My first stop, north of the Dallas-Fort Worth Metroplex, was in the city of Sherman, southern gateway to the Lake Texoma area. Sherman is important to me for two reasons: A riot of white tenant farmers and townspeople occurred on May 9, 1930-in reaction to a black labourer’s having attacked and raped the white wife of a man who owed him money. The labourer, one George Hughes, freely admitted his misdeeds and was initially subjected to due process of law. A mob soon gathered, and succeeded in breaching the Grayson County Courthouse, chasing everyone except Hughes out of the building and cutting into a vault, in which he was hiding, then killing the man and treating his corpse atrociously. https://www.tshaonline.org/handbook/entries/sherman-riot-of-1930
This occurred nine years after the Greenwood Massacre that took place in Tulsa (1921), and the Sherman rioters took a page from those in Tulsa, and burned the business district in Sherman’s Black neighbourhood to the ground. The Sherman case, however exacerbated by conditions resulting from the Great Depression, stained the good name of the town for several years. To be fair, it was only one of nearly two dozen such riots, in every part of the country-not just in the South. Modern Sherman has largely moved past the nightmare, but there are remnants of the past two centuries, including the Confederate Monument outside the present Grayson County Courthouse. My personal hope is that such monuments serve as reminders of where we went wrong, as a people, and that no person, of any racial or ethnic group, ever again seeks to circumvent the law-even in, or especially in, cases of personal injustice. Vengeance always claims a great deal of innocent lives.

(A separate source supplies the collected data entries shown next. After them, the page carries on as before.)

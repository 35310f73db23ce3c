//! Display formatting for energy, money and percentages.

use chrono::{DateTime, Utc};

/// Fixed decimals with `,` thousands separators: `1234.5` -> `"1,234.5"`.
pub fn format_number(value: f64, decimals: usize) -> String {
    let fixed = format!("{:.*}", decimals, value.abs());
    let (int_part, frac_part) = match fixed.split_once('.') {
        Some((i, f)) => (i, Some(f)),
        None => (fixed.as_str(), None),
    };

    let mut grouped = String::with_capacity(int_part.len() + int_part.len() / 3);
    for (idx, ch) in int_part.chars().enumerate() {
        if idx > 0 && (int_part.len() - idx) % 3 == 0 {
            grouped.push(',');
        }
        grouped.push(ch);
    }

    // -0.0 and values that round to zero print unsigned
    let negative = value < 0.0 && fixed.chars().any(|c| c.is_ascii_digit() && c != '0');
    let mut out = String::new();
    if negative {
        out.push('-');
    }
    out.push_str(&grouped);
    if let Some(f) = frac_part {
        out.push('.');
        out.push_str(f);
    }
    out
}

/// kWh scaled to MWh / GWh at 1e3 / 1e6, one decimal.
pub fn format_energy(kwh: f64) -> String {
    if kwh >= 1_000_000.0 {
        format!("{} GWh", format_number(kwh / 1_000_000.0, 1))
    } else if kwh >= 1_000.0 {
        format!("{} MWh", format_number(kwh / 1_000.0, 1))
    } else {
        format!("{} kWh", format_number(kwh, 1))
    }
}

/// Whole New Taiwan dollars.
pub fn format_currency(amount: f64) -> String {
    if amount < 0.0 {
        format!("-NT${}", format_number(-amount, 0))
    } else {
        format!("NT${}", format_number(amount, 0))
    }
}

/// Signed percentage: `5.2` -> `"+5.2%"`, `-7.8` -> `"-7.8%"`.
pub fn format_percent(value: f64, decimals: usize) -> String {
    let sign = if value >= 0.0 { "+" } else { "" };
    format!("{sign}{value:.decimals$}%")
}

/// Coarse "time ago" label relative to `now`.
pub fn format_relative_time(then: DateTime<Utc>, now: DateTime<Utc>) -> String {
    let minutes = (now - then).num_minutes();
    let hours = minutes / 60;
    let days = hours / 24;
    if minutes < 1 {
        "just now".to_string()
    } else if minutes < 60 {
        format!("{minutes} min ago")
    } else if hours < 24 {
        format!("{hours} h ago")
    } else if days < 7 {
        format!("{days} d ago")
    } else {
        then.format("%Y/%m/%d").to_string()
    }
}

pub fn clamp(value: f64, min: f64, max: f64) -> f64 {
    value.max(min).min(max)
}
/// Ordered list of charts shown on the dashboard.
#[derive(Debug, Clone, PartialEq, Eq, Serialize, Deserialize)]
pub struct ChartSelection {
    enabled: Vec<ChartKind>,
}

impl Default for ChartSelection {
    fn default() -> Self {
        Self::new(ChartKind::DEFAULT_ENABLED)
    }
}

impl ChartSelection {
    /// Duplicates keep their first position.
    pub fn new(kinds: impl IntoIterator<Item = ChartKind>) -> Self {
        let mut enabled = Vec::new();
        for k in kinds {
            if !enabled.contains(&k) {
                enabled.push(k);
            }
        }
        Self { enabled }
    }

    pub fn enabled(&self) -> &[ChartKind] {
        &self.enabled
    }

    pub fn contains(&self, kind: ChartKind) -> bool {
        self.enabled.contains(&kind)
    }

    pub fn len(&self) -> usize {
        self.enabled.len()
    }

    pub fn is_empty(&self) -> bool {
        self.enabled.is_empty()
    }

    /// Remove if present, otherwise append. Returns whether it is now enabled.
    ///
    /// Premium charts can be enabled on any plan; they are gated at render.
    pub fn toggle(&mut self, kind: ChartKind) -> bool {
        if let Some(pos) = self.enabled.iter().position(|k| *k == kind) {
            self.enabled.remove(pos);
            false
        } else {
            self.enabled.push(kind);
            true
        }
    }

    /// Enabled charts partitioned into (free, premium), order preserved.
    pub fn split(&self) -> (Vec<ChartKind>, Vec<ChartKind>) {
        self.enabled.iter().partition(|k| !k.premium())
    }
}

// ---------------------------------------------------------------------------
// Report modules
// ---------------------------------------------------------------------------

#[derive(Debug, Clone, Copy, PartialEq, Eq, Hash, Serialize, Deserialize)]
#[serde(rename_all = "snake_case")]
pub enum ReportModule {
    Executive,
    Consumption,
    Cost,
    Anomaly,
    Benchmark,
    Efficiency,
    Carbon,
    Custom,
}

The second reason for my stopping in Sherman was that, ten years ago, a young woman from the town had moved to Prescott, and became a friend-whom I advised on several occasions, whilst she worked as a server in a couple of area restaurants. With encouragement from me and others, she moved to Tempe and entered Arizona State University. I have lost contact with Summer, but have never forgotten her gentle spirit and determined drive. In her honour, I stopped in for lunch, at Old Iron Post, which appears to be Sherman’s answer to Raven Cafe. The ambiance, and the fare, did not disappoint,

There was one more stop for me, before leaving Texas: The Birthplace of Dwight D. Eisenhower, in Denison. The small, unassuming town, near the Oklahoma state line, helped form the character of one of America’s greatest generals, who became a fairly good president.
The building itself was closed, but as with the Birthplace of Harry S. Truman, in May, I was able to get a few photos of the exterior and the grounds.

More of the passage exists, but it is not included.